Mayor of Salem
- In office January 11, 2011 – December 31, 2016
- Preceded by: Janet Taylor
- Succeeded by: Chuck Bennett

Personal details
- Born: Anna M. Chadwick May 30, 1947 (age 78) Corvallis, Oregon, U.S.
- Party: Republican
- Spouse: Edwin J. Peterson
- Children: 3
- Alma mater: University of Oregon
- Website: Mayor's Website

= Anna M. Peterson =

American politician (born 1947)

Anna M. Peterson (born May 30, 1947) is an American politician who served as Mayor of Salem, the state capital of Oregon, from 2011 until 2016. She was married to Edwin J. Peterson, who was Chief Justice of the Oregon Supreme Court from 1983 until 1991. A Republican, and the third woman to hold the non-partisan office, Peterson became mayor on January 11, 2011, when she succeeded Janet Taylor.
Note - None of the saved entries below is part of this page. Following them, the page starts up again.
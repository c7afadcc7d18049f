//! Tile sockets, edge signatures and the rotation-expanded catalog
//!
//! Each tile exposes one socket per side, read clockwise around the tile.
//! Neighbouring tiles read a shared edge in opposite directions, so two
//! sockets match when one equals the character reversal of the other.
//! The catalog expands every base tile into its distinct quarter-turn
//! rotations and precomputes, per tile and side, the set of tiles that may
//! sit there.

use std::fmt;
use std::str::FromStr;

use crate::algorithm::bitset::TileBitset;
use crate::io::configuration::SIGNATURE_SEPARATOR;
use crate::io::error::{Result, invalid_configuration, invalid_signature};
use crate::spatial::direction::Direction;

/// Symbolic code on one edge of a tile, such as `"ABA"`
#[derive(Clone, Debug, PartialEq, Eq, Hash)]
pub struct Socket(String);

impl Socket {
    /// Create a socket from its code
    ///
    /// # Errors
    ///
    /// Returns an error if the code is empty or contains whitespace or the
    /// signature separator
    pub fn new(code: &str) -> Result<Self> {
        if code.is_empty() {
            return Err(invalid_signature(code, &"socket code is empty"));
        }
        if code
            .chars()
            .any(|c| c.is_whitespace() || c == SIGNATURE_SEPARATOR)
        {
            return Err(invalid_signature(
                code,
                &"socket code contains whitespace or a separator",
            ));
        }
        Ok(Self(code.to_string()))
    }

    /// The socket code
    pub const fn as_str(&self) -> &str {
        self.0.as_str()
    }

    /// The same code read from the opposite end
    #[must_use]
    pub fn reversed(&self) -> Self {
        Self(self.0.chars().rev().collect())
    }

    /// Whether a neighbour exposing `other` back across the edge fits this socket
    pub fn matches(&self, other: &Self) -> bool {
        self.0.chars().eq(other.0.chars().rev())
    }
}

impl fmt::Display for Socket {
    fn fmt(&self, f: &mut fmt::Formatter<'_>) -> fmt::Result {
        f.write_str(&self.0)
    }
}

impl FromStr for Socket {
    type Err = crate::io::error::WfcError;

    fn from_str(s: &str) -> Result<Self> {
        Self::new(s.trim())
    }
}

/// Quarter-turn rotation applied to a base tile
#[derive(Clone, Copy, Debug, PartialEq, Eq, Hash)]
pub enum Rotation {
    /// Unrotated base tile
    R0,
    /// One clockwise quarter turn
    R90,
    /// Half turn
    R180,
    /// Three clockwise quarter turns
    R270,
}

impl Rotation {
    /// All rotations in generation order
    pub const ALL: [Self; 4] = [Self::R0, Self::R90, Self::R180, Self::R270];

    /// Number of clockwise quarter turns
    pub const fn quarter_turns(self) -> u8 {
        match self {
            Self::R0 => 0,
            Self::R90 => 1,
            Self::R180 => 2,
            Self::R270 => 3,
        }
    }

    /// Rotation angle in degrees
    pub const fn degrees(self) -> u16 {
        self.quarter_turns() as u16 * 90
    }
}

/// Sockets on the four sides of a tile
#[derive(Clone, Debug, PartialEq, Eq, Hash)]
pub struct EdgeSignature {
    north: Socket,
    east: Socket,
    south: Socket,
    west: Socket,
}

impl EdgeSignature {
    /// Create a signature from sockets listed North, East, South, West
    pub const fn new(north: Socket, east: Socket, south: Socket, west: Socket) -> Self {
        Self {
            north,
            east,
            south,
            west,
        }
    }

    /// Create a signature from socket codes listed North, East, South, West
    ///
    /// # Errors
    ///
    /// Returns an error if any code is not a valid socket
    pub fn from_codes(codes: [&str; 4]) -> Result<Self> {
        let [north, east, south, west] = codes;
        Ok(Self::new(
            Socket::new(north)?,
            Socket::new(east)?,
            Socket::new(south)?,
            Socket::new(west)?,
        ))
    }

    fn from_fn(mut socket_for: impl FnMut(Direction) -> Socket) -> Self {
        Self::new(
            socket_for(Direction::North),
            socket_for(Direction::East),
            socket_for(Direction::South),
            socket_for(Direction::West),
        )
    }

    /// Socket exposed on the given side
    pub const fn socket(&self, direction: Direction) -> &Socket {
        match direction {
            Direction::North => &self.north,
            Direction::East => &self.east,
            Direction::South => &self.south,
            Direction::West => &self.west,
        }
    }

    /// Signature of the tile turned clockwise by `rotation`
    ///
    /// Sockets move with their side: after a quarter turn the western socket
    /// faces north.
    #[must_use]
    pub fn rotated(&self, rotation: Rotation) -> Self {
        Self::from_fn(|direction| {
            let mut source = direction;
            for _ in 0..rotation.quarter_turns() {
                source = source.counter_clockwise();
            }
            self.socket(source).clone()
        })
    }

    /// Whether a tile with signature `other` may sit on side `direction` of this one
    pub fn accepts(&self, direction: Direction, other: &Self) -> bool {
        self.socket(direction)
            .matches(other.socket(direction.opposite()))
    }
}

impl fmt::Display for EdgeSignature {
    fn fmt(&self, f: &mut fmt::Formatter<'_>) -> fmt::Result {
        write!(
            f,
            "{}{SIGNATURE_SEPARATOR}{}{SIGNATURE_SEPARATOR}{}{SIGNATURE_SEPARATOR}{}",
            self.north, self.east, self.south, self.west
        )
    }
}

impl FromStr for EdgeSignature {
    type Err = crate::io::error::WfcError;

    /// Parse four separator-delimited sockets, e.g. `ABA,ABA,AAA,ABA`
    fn from_str(s: &str) -> Result<Self> {
        let parts: Vec<&str> = s.split(SIGNATURE_SEPARATOR).map(str::trim).collect();
        match parts.as_slice() {
            &[north, east, south, west] => Self::from_codes([north, east, south, west])
                .map_err(|err| invalid_signature(s, &err)),
            _ => Err(invalid_signature(
                s,
                &format!("expected 4 sockets, found {}", parts.len()),
            )),
        }
    }
}

/// A catalog entry: one orientation of one base tile
#[derive(Clone, Debug, PartialEq, Eq)]
pub struct Tile {
    id: usize,
    source: usize,
    rotation: Rotation,
    edges: EdgeSignature,
}

impl Tile {
    /// Index of this tile in the catalog
    pub const fn id(&self) -> usize {
        self.id
    }

    /// Index of the base tile this entry was derived from
    pub const fn source(&self) -> usize {
        self.source
    }

    /// Rotation applied to the base tile
    ///
    /// Together with [`Tile::source`] this identifies the artwork to draw.
    pub const fn rotation(&self) -> Rotation {
        self.rotation
    }

    /// Sockets on each side
    pub const fn edges(&self) -> &EdgeSignature {
        &self.edges
    }
}

/// Immutable, ordered set of tile orientations with adjacency rules
#[derive(Clone, Debug)]
pub struct TileCatalog {
    tiles: Vec<Tile>,
    base_count: usize,
    /// Per tile, per side: tiles allowed to sit on that side
    adjacency: Vec<[TileBitset; 4]>,
}

impl TileCatalog {
    /// Build a catalog for generation from base tile signatures
    ///
    /// # Errors
    ///
    /// Returns an error if no base tiles are given
    pub fn build(base_tiles: &[EdgeSignature]) -> Result<Self> {
        if base_tiles.is_empty() {
            return Err(invalid_configuration(
                "tileset",
                &"[]",
                &"at least one base tile is required",
            ));
        }
        Ok(Self::expand(base_tiles))
    }

    /// Expand base tiles into their distinct rotations
    ///
    /// Each base tile is followed by those of its 90°, 180° and 270°
    /// rotations whose signature differs from every orientation already
    /// produced for it. Empty input gives an empty catalog.
    pub fn expand(base_tiles: &[EdgeSignature]) -> Self {
        let mut tiles: Vec<Tile> = Vec::with_capacity(base_tiles.len() * Rotation::ALL.len());

        for (source, edges) in base_tiles.iter().enumerate() {
            let family_start = tiles.len();
            for rotation in Rotation::ALL {
                let rotated = edges.rotated(rotation);
                let duplicate = tiles
                    .get(family_start..)
                    .is_some_and(|family| family.iter().any(|tile| tile.edges == rotated));
                if duplicate {
                    continue;
                }
                tiles.push(Tile {
                    id: tiles.len(),
                    source,
                    rotation,
                    edges: rotated,
                });
            }
        }

        let adjacency = Self::build_adjacency(&tiles);

        Self {
            tiles,
            base_count: base_tiles.len(),
            adjacency,
        }
    }

    fn build_adjacency(tiles: &[Tile]) -> Vec<[TileBitset; 4]> {
        let count = tiles.len();
        tiles
            .iter()
            .map(|tile| {
                Direction::ALL.map(|direction| {
                    TileBitset::from_indices(
                        tiles
                            .iter()
                            .filter(|other| tile.edges.accepts(direction, &other.edges))
                            .map(Tile::id),
                        count,
                    )
                })
            })
            .collect()
    }

    /// Number of tiles after rotation expansion
    pub const fn len(&self) -> usize {
        self.tiles.len()
    }

    /// Whether the catalog holds no tiles
    pub const fn is_empty(&self) -> bool {
        self.tiles.is_empty()
    }

    /// Number of base tiles the catalog was expanded from
    pub const fn base_count(&self) -> usize {
        self.base_count
    }

    /// All tiles in catalog order
    pub const fn tiles(&self) -> &[Tile] {
        self.tiles.as_slice()
    }

    /// Look up a tile by index
    pub fn tile(&self, id: usize) -> Option<&Tile> {
        self.tiles.get(id)
    }

    /// Orientations derived from one base tile, in rotation order
    pub fn variants_of(&self, source: usize) -> impl Iterator<Item = &Tile> + '_ {
        self.tiles.iter().filter(move |tile| tile.source == source)
    }

    /// Tiles allowed on side `direction` of tile `id`
    pub fn compatible_with(&self, id: usize, direction: Direction) -> Option<&TileBitset> {
        self.adjacency
            .get(id)
            .and_then(|sides| sides.get(direction.index()))
    }

    /// Whether tile `b` may sit on side `direction` of tile `a`
    pub fn compatible(&self, a: usize, direction: Direction, b: usize) -> bool {
        self.compatible_with(a, direction)
            .is_some_and(|allowed| allowed.contains(b))
    }
}
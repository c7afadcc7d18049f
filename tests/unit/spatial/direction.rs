//! Tests for compass direction relations and grid offsets

#[cfg(test)]
mod tests {
    use wavetile::spatial::direction::Direction;

    // Verifies opposite pairs and that opposite is its own inverse
    // Verified by mapping East to East in opposite
    #[test]
    fn test_opposite() {
        assert_eq!(Direction::North.opposite(), Direction::South);
        assert_eq!(Direction::East.opposite(), Direction::West);
        for direction in Direction::ALL {
            assert_eq!(direction.opposite().opposite(), direction);
            assert_ne!(direction.opposite(), direction);
        }
    }

    // Verifies counter-clockwise turns cycle through every side
    // Verified by making counter_clockwise return the opposite side
    #[test]
    fn test_counter_clockwise_turns() {
        for direction in Direction::ALL {
            let half = direction.counter_clockwise().counter_clockwise();
            assert_eq!(half, direction.opposite(), "two quarter turns face the opposite side");
            assert_eq!(half.counter_clockwise().counter_clockwise(), direction);
        }
        assert_eq!(Direction::North.counter_clockwise(), Direction::West);
    }

    // Verifies signature order and that offsets of opposite sides cancel
    // Verified by swapping the row and column of the East offset
    #[test]
    fn test_index_and_offset() {
        let indices: Vec<usize> = Direction::ALL.iter().map(|d| d.index()).collect();
        assert_eq!(indices, vec![0, 1, 2, 3]);

        assert_eq!(Direction::North.offset(), [-1, 0]);
        assert_eq!(Direction::East.offset(), [0, 1]);
        for direction in Direction::ALL {
            let [a_row, a_col] = direction.offset();
            let [b_row, b_col] = direction.opposite().offset();
            assert_eq!((a_row + b_row, a_col + b_col), (0, 0));
        }
    }

    // Verifies display names
    // Verified by printing the debug form
    #[test]
    fn test_display() {
        assert_eq!(Direction::South.to_string(), "south");
    }
}
/// Fixed-capacity tile option sets
pub mod bitset;
/// Fixing a cell to a single random tile
pub mod collapse;
/// Run controller driving select, collapse and propagate
pub mod executor;
/// Single-hop neighbour filtering after a collapse
pub mod propagation;
/// Minimum-entropy cell selection
pub mod selection;
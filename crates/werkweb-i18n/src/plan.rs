#![forbid(unsafe_code)]

//! Pure translation planning.
//!
//! The DOM adapter scans the page for translatable elements, describes each
//! one as a [`TranslatableElement`], and asks [`plan_translations`] what to
//! write where. Nothing in this module touches the DOM, so the same plan can
//! be checked in native tests.
//!
//! # Invariants
//!
//! 1. An element whose key is absent from the dictionary gets no assignment;
//!    its current content is left as-is. There is no per-key fallback to the
//!    default language.
//! 2. Planning is a pure function of its inputs, so applying a plan twice
//!    leaves the same state as applying it once.

use crate::catalog::Dictionary;
use crate::language::{Language, TextDirection};

/// How an element receives its localized string.
#[derive(Debug, Clone, Copy, PartialEq, Eq, Hash)]
pub enum ElementKind {
    /// Replace the element's text content.
    Text,
    /// Replace the `placeholder` of an input or textarea.
    Placeholder,
}

impl ElementKind {
    /// Classify an element from its tag name and whether it carries a
    /// `placeholder` attribute.
    #[must_use]
    pub fn classify(tag_name: &str, has_placeholder: bool) -> Self {
        let placeholder_bearing = tag_name.eq_ignore_ascii_case("input")
            || tag_name.eq_ignore_ascii_case("textarea");
        if placeholder_bearing && has_placeholder {
            Self::Placeholder
        } else {
            Self::Text
        }
    }
}

/// Descriptor of one translatable element found on the page.
#[derive(Debug, Clone, PartialEq, Eq)]
pub struct TranslatableElement {
    pub key: String,
    pub kind: ElementKind,
}

impl TranslatableElement {
    #[must_use]
    pub fn new(key: impl Into<String>, kind: ElementKind) -> Self {
        Self {
            key: key.into(),
            kind,
        }
    }

    /// Shorthand for a text element.
    #[must_use]
    pub fn text(key: impl Into<String>) -> Self {
        Self::new(key, ElementKind::Text)
    }

    /// Shorthand for a placeholder-bearing input.
    #[must_use]
    pub fn placeholder(key: impl Into<String>) -> Self {
        Self::new(key, ElementKind::Placeholder)
    }
}

/// What part of the element receives the value.
#[derive(Debug, Clone, Copy, PartialEq, Eq, Hash)]
pub enum AssignmentTarget {
    TextContent,
    Placeholder,
}

impl From<ElementKind> for AssignmentTarget {
    fn from(kind: ElementKind) -> Self {
        match kind {
            ElementKind::Text => Self::TextContent,
            ElementKind::Placeholder => Self::Placeholder,
        }
    }
}

/// One write to perform: `value` goes into `target` of element `index`.
#[derive(Debug, Clone, PartialEq, Eq)]
pub struct Assignment<'a> {
    /// Index into the element slice passed to [`plan_translations`].
    pub index: usize,
    pub target: AssignmentTarget,
    pub value: &'a str,
}

/// Map a dictionary onto element descriptors.
#[must_use]
pub fn plan_translations<'a>(
    dict: &'a Dictionary,
    elements: &[TranslatableElement],
) -> Vec<Assignment<'a>> {
    elements
        .iter()
        .enumerate()
        .filter_map(|(index, element)| {
            dict.get(&element.key).map(|value| Assignment {
                index,
                target: element.kind.into(),
                value,
            })
        })
        .collect()
}

/// Document-level attributes for a language.
#[derive(Debug, Clone, PartialEq, Eq)]
pub struct DocumentUpdate<'a> {
    /// New document title; `None` leaves the current title.
    pub title: Option<&'a str>,
    pub lang: &'static str,
    pub dir: TextDirection,
}

/// Document title, `lang` and `dir` for `lang` rendered with `dict`.
#[must_use]
pub fn plan_document(lang: Language, dict: &Dictionary) -> DocumentUpdate<'_> {
    DocumentUpdate {
        title: dict.title(),
        lang: lang.code(),
        dir: dict.dir(),
    }
}
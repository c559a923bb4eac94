#![forbid(unsafe_code)]

//! Navigation disclosure (hamburger menu) state.
//!
//! The toggle's `aria-expanded` attribute is the source of truth; each click
//! reads it, flips it, and the adapter applies the resulting [`NavUpdate`] to
//! the toggle and its `aria-controls` menu.

/// Expanded/collapsed state of one navigation toggle.
#[derive(Debug, Clone, Copy, Default, PartialEq, Eq)]
pub struct NavDisclosure {
    expanded: bool,
}

/// Attribute and class changes produced by one toggle.
#[derive(Debug, Clone, Copy, PartialEq, Eq)]
pub struct NavUpdate {
    /// New `aria-expanded` value for the toggle.
    pub aria_expanded: &'static str,
    /// New `hidden` state of the menu.
    pub menu_hidden: bool,
    /// Whether the menu carries the open class afterwards.
    pub menu_open_class: bool,
}

impl NavDisclosure {
    /// Read state from an `aria-expanded` attribute value.
    ///
    /// Only the exact string `"true"` counts as expanded.
    #[must_use]
    pub fn from_aria(value: Option<&str>) -> Self {
        Self {
            expanded: value == Some("true"),
        }
    }

    #[must_use]
    pub const fn is_expanded(self) -> bool {
        self.expanded
    }

    /// Flip the state and describe the DOM changes.
    pub fn toggle(&mut self) -> NavUpdate {
        self.expanded = !self.expanded;
        NavUpdate {
            aria_expanded: if self.expanded { "true" } else { "false" },
            menu_hidden: !self.expanded,
            menu_open_class: self.expanded,
        }
    }
}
==Early life and education==
Anna M. Peterson was born on May 30, 1947, to Harry and Eve Chadwick. Harry met Eve in England during World War II. Peterson, the second of two children, was born in Corvallis, Oregon, where her parents had moved after her father returned from serving in the war, so that he could attend college. The family moved to Portland, Oregon, where her father became a firefighter for Portland Fire and Rescue. Her parents divorced when she was 5, and her mother remarried to a man who worked in a lumber mill. Despite her mother working several jobs, the family faced extreme poverty. She graduated from Roosevelt High School and married soon after. The marriage, which produced one child, ended in divorce. In 1971, Peterson married attorney Edwin J. Peterson, who had two children from a previous marriage. Peterson started college at Portland State University at age 28, while also working as a homemaker. It was at this time that Peterson became involved in Multnomah County politics as a young Republican. The Petersons moved to Salem after Edwin was appointed to the Oregon Supreme Court in 1979. Peterson commuted from Salem to the University of Oregon (UO) in Eugene and received her Bachelor of Science degree in journalism from the UO in 1984.

==Career==

===Early career===
From 1984 to 1987, Peterson was the director of development and alumni relations for the University of Oregon School of Law in Eugene. From 1987 to 1990, she was the development and marketing director of the Garten Foundation (today Garten Services, Inc.), which aids people with developmental disabilities and long-term mental illness. From 1990 to 1992, she owned a marketing and public relations firm, Successful Results with Anna Peterson. She managed the printing division of the Oregon agriculture weekly Capital Press from 1992 to 1997. In 2002, Peterson served as campaign manager for Janet Taylor's successful bid for mayor of Salem. Peterson and Taylor became friends while they served on the SEDCOR board of directors. Taylor asked for Peterson's help with her mayoral campaign after she learned that Peterson had run all four of her husband's successful statewide campaigns for election to the Oregon Supreme Court.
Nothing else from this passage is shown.